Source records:
'''
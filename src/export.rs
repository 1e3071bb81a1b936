//! CSV and PDF export artifacts.
//!
//! Both exporters take the table read-only and hand back an owned byte
//! buffer; the disk helpers below wrap them for the exports directory.

use std::io::BufWriter;
use std::path::{Path, PathBuf};

use printpdf::*;
use thiserror::Error;

use crate::config;
use crate::models::record::{DocumentRecord, DocumentTable};
use crate::store::{self, StoreError};

/// Download name of the CSV artifact.
pub const CSV_EXPORT_FILE_NAME: &str = "documents.csv";
/// Download name of the PDF artifact.
pub const PDF_EXPORT_FILE_NAME: &str = "documents.pdf";
/// MIME type the shell serves the CSV artifact under.
pub const CSV_MIME_TYPE: &str = "text/csv";
/// MIME type the shell serves the PDF artifact under.
pub const PDF_MIME_TYPE: &str = "application/pdf";

#[derive(Error, Debug)]
pub enum ExportError {
    #[error("CSV export failed: {0}")]
    Csv(#[from] StoreError),

    #[error("PDF export failed: {0}")]
    Pdf(String),

    #[error("Cannot write export to {}: {source}", path.display())]
    Write {
        path: PathBuf,
        source: std::io::Error,
    },
}

// ─── Byte-buffer exporters ────────────────────────────────────────────────────

/// Serializes the table as downloadable CSV bytes.
///
/// Same dialect as the store, so a saved file and an exported buffer are
/// interchangeable.
pub fn to_csv(table: &DocumentTable) -> Result<Vec<u8>, ExportError> {
    let bytes = store::table_to_csv_bytes(table)?;
    tracing::info!("Exported {} documents as CSV", table.len());
    Ok(bytes)
}

/// Renders the table as a single-font portrait PDF. Returns PDF bytes.
///
/// One centered title line, then one line per record: file name, doc ref,
/// title and status joined with pipes, values verbatim. The cursor walks
/// down in fixed steps and rolls onto a fresh page when it runs out.
pub fn to_pdf(table: &DocumentTable) -> Result<Vec<u8>, ExportError> {
    let title = "All Documents";
    let (doc, page1, layer1) = PdfDocument::new(title, Mm(210.0), Mm(297.0), "Layer 1");
    let mut layer = doc.get_page(page1).get_layer(layer1);
    let font = doc
        .add_builtin_font(BuiltinFont::Helvetica)
        .map_err(|e| ExportError::Pdf(format!("font error: {e}")))?;

    let mut y = Mm(280.0);

    layer.use_text(title, 10.0, centered_x(title, 10.0), y, &font);
    y -= Mm(10.0);

    for record in table.records() {
        if y < Mm(15.0) {
            let (page, new_layer) = doc.add_page(Mm(210.0), Mm(297.0), "Layer 1");
            layer = doc.get_page(page).get_layer(new_layer);
            y = Mm(280.0);
        }
        layer.use_text(row_line(record), 10.0, Mm(10.0), y, &font);
        y -= Mm(8.0);
    }

    let mut buf = BufWriter::new(Vec::new());
    doc.save(&mut buf)
        .map_err(|e| ExportError::Pdf(format!("save error: {e}")))?;
    let bytes = buf
        .into_inner()
        .map_err(|e| ExportError::Pdf(format!("buffer error: {e}")))?;

    tracing::info!("Exported {} documents as PDF", table.len());
    Ok(bytes)
}

/// Formats the pipe-joined line for one record. Values go in verbatim;
/// a blank status renders as an empty last column.
fn row_line(record: &DocumentRecord) -> String {
    let status = record.status.as_ref().map(|s| s.as_str()).unwrap_or("");
    format!(
        "{} | {} | {} | {}",
        record.file_name, record.doc_ref, record.document_title, status
    )
}

/// Approximates the x offset that centers `text` on an A4 page. No font
/// metrics are loaded for the builtin Helvetica, so an average glyph width
/// of half the font size stands in.
fn centered_x(text: &str, font_size: f32) -> Mm {
    let width_mm = text.chars().count() as f32 * font_size * 0.5 * 0.3528;
    Mm(((210.0 - width_mm) / 2.0).max(0.0))
}

// ─── Disk helpers ─────────────────────────────────────────────────────────────

/// Writes the CSV artifact into the exports directory. Returns the written path.
pub fn write_csv_export(table: &DocumentTable) -> Result<PathBuf, ExportError> {
    let bytes = to_csv(table)?;
    write_export_to(&bytes, CSV_EXPORT_FILE_NAME, &config::exports_dir())
}

/// Writes the PDF artifact into the exports directory. Returns the written path.
pub fn write_pdf_export(table: &DocumentTable) -> Result<PathBuf, ExportError> {
    let bytes = to_pdf(table)?;
    write_export_to(&bytes, PDF_EXPORT_FILE_NAME, &config::exports_dir())
}

/// Writes export bytes under an explicit directory, creating it on demand.
pub fn write_export_to(bytes: &[u8], filename: &str, dir: &Path) -> Result<PathBuf, ExportError> {
    std::fs::create_dir_all(dir).map_err(|e| ExportError::Write {
        path: dir.to_path_buf(),
        source: e,
    })?;

    let path = dir.join(filename);
    std::fs::write(&path, bytes).map_err(|e| ExportError::Write {
        path: path.clone(),
        source: e,
    })?;

    Ok(path)
}

// ─── Tests ────────────────────────────────────────────────────────────────────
'''
**What you have to do:**
Nothing above should be left out; write out every record exactly.

**Output:**
filename src/export.rs
repository 1e3071bb81a1b936
//! CSV and PDF export artifacts.
//!
//! Both exporters take the table read-only and hand back an owned byte
//! buffer; the disk helpers below wrap them for the exports directory.

use std::io::BufWriter;
use std::path::{Path, PathBuf};

use printpdf::*;
use thiserror::Error;

use crate::config;
use crate::models::record::{DocumentRecord, DocumentTable};
use crate::store::{self, StoreError};

/// Download name of the CSV artifact.
pub const CSV_EXPORT_FILE_NAME: &str = "documents.csv";
/// Download name of the PDF artifact.
pub const PDF_EXPORT_FILE_NAME: &str = "documents.pdf";
/// MIME type the shell serves the CSV artifact under.
pub const CSV_MIME_TYPE: &str = "text/csv";
/// MIME type the shell serves the PDF artifact under.
pub const PDF_MIME_TYPE: &str = "application/pdf";

#[derive(Error, Debug)]
pub enum ExportError {
    #[error("CSV export failed: {0}")]
    Csv(#[from] StoreError),

    #[error("PDF export failed: {0}")]
    Pdf(String),

    #[error("Cannot write export to {}: {source}", path.display())]
    Write {
        path: PathBuf,
        source: std::io::Error,
    },
}

// ─── Byte-buffer exporters ────────────────────────────────────────────────────

/// Serializes the table as downloadable CSV bytes.
///
/// Same dialect as the store, so a saved file and an exported buffer are
/// interchangeable.
pub fn to_csv(table: &DocumentTable) -> Result<Vec<u8>, ExportError> {
    let bytes = store::table_to_csv_bytes(table)?;
    tracing::info!("Exported {} documents as CSV", table.len());
    Ok(bytes)
}

/// Renders the table as a single-font portrait PDF. Returns PDF bytes.
///
/// One centered title line, then one line per record: file name, doc ref,
/// title and status joined with pipes, values verbatim. The cursor walks
/// down in fixed steps and rolls onto a fresh page when it runs out.
pub fn to_pdf(table: &DocumentTable) -> Result<Vec<u8>, ExportError> {
    let title = "All Documents";
    let (doc, page1, layer1) = PdfDocument::new(title, Mm(210.0), Mm(297.0), "Layer 1");
    let mut layer = doc.get_page(page1).get_layer(layer1);
    let font = doc
        .add_builtin_font(BuiltinFont::Helvetica)
        .map_err(|e| ExportError::Pdf(format!("font error: {e}")))?;

    let mut y = Mm(280.0);

    layer.use_text(title, 10.0, centered_x(title, 10.0), y, &font);
    y -= Mm(10.0);

    for record in table.records() {
        if y < Mm(15.0) {
            let (page, new_layer) = doc.add_page(Mm(210.0), Mm(297.0), "Layer 1");
            layer = doc.get_page(page).get_layer(new_layer);
            y = Mm(280.0);
        }
        layer.use_text(row_line(record), 10.0, Mm(10.0), y, &font);
        y -= Mm(8.0);
    }

    let mut buf = BufWriter::new(Vec::new());
    doc.save(&mut buf)
        .map_err(|e| ExportError::Pdf(format!("save error: {e}")))?;
    let bytes = buf
        .into_inner()
        .map_err(|e| ExportError::Pdf(format!("buffer error: {e}")))?;

    tracing::info!("Exported {} documents as PDF", table.len());
    Ok(bytes)
}

/// Formats the pipe-joined line for one record. Values go in verbatim;
/// a blank status renders as an empty last column.
fn row_line(record: &DocumentRecord) -> String {
    let status = record.status.as_ref().map(|s| s.as_str()).unwrap_or("");
    format!(
        "{} | {} | {} | {}",
        record.file_name, record.doc_ref, record.document_title, status
    )
}

/// Approximates the x offset that centers `text` on an A4 page. No font
/// metrics are loaded for the builtin Helvetica, so an average glyph width
/// of half the font size stands in.
fn centered_x(text: &str, font_size: f32) -> Mm {
    let width_mm = text.chars().count() as f32 * font_size * 0.5 * 0.3528;
    Mm(((210.0 - width_mm) / 2.0).max(0.0))
}

// ─── Disk helpers ─────────────────────────────────────────────────────────────

/// Writes the CSV artifact into the exports directory. Returns the written path.
pub fn write_csv_export(table: &DocumentTable) -> Result<PathBuf, ExportError> {
    let bytes = to_csv(table)?;
    write_export_to(&bytes, CSV_EXPORT_FILE_NAME, &config::exports_dir())
}

/// Writes the PDF artifact into the exports directory. Returns the written path.
pub fn write_pdf_export(table: &DocumentTable) -> Result<PathBuf, ExportError> {
    let bytes = to_pdf(table)?;
    write_export_to(&bytes, PDF_EXPORT_FILE_NAME, &config::exports_dir())
}

/// Writes export bytes under an explicit directory, creating it on demand.
pub fn write_export_to(bytes: &[u8], filename: &str, dir: &Path) -> Result<PathBuf, ExportError> {
    std::fs::create_dir_all(dir).map_err(|e| ExportError::Write {
        path: dir.to_path_buf(),
        source: e,
    })?;

    let path = dir.join(filename);
    std::fs::write(&path, bytes).map_err(|e| ExportError::Write {
        path: path.clone(),
        source: e,
    })?;

    Ok(path)
}

// ─── Tests ────────────────────────────────────────────────────────────────────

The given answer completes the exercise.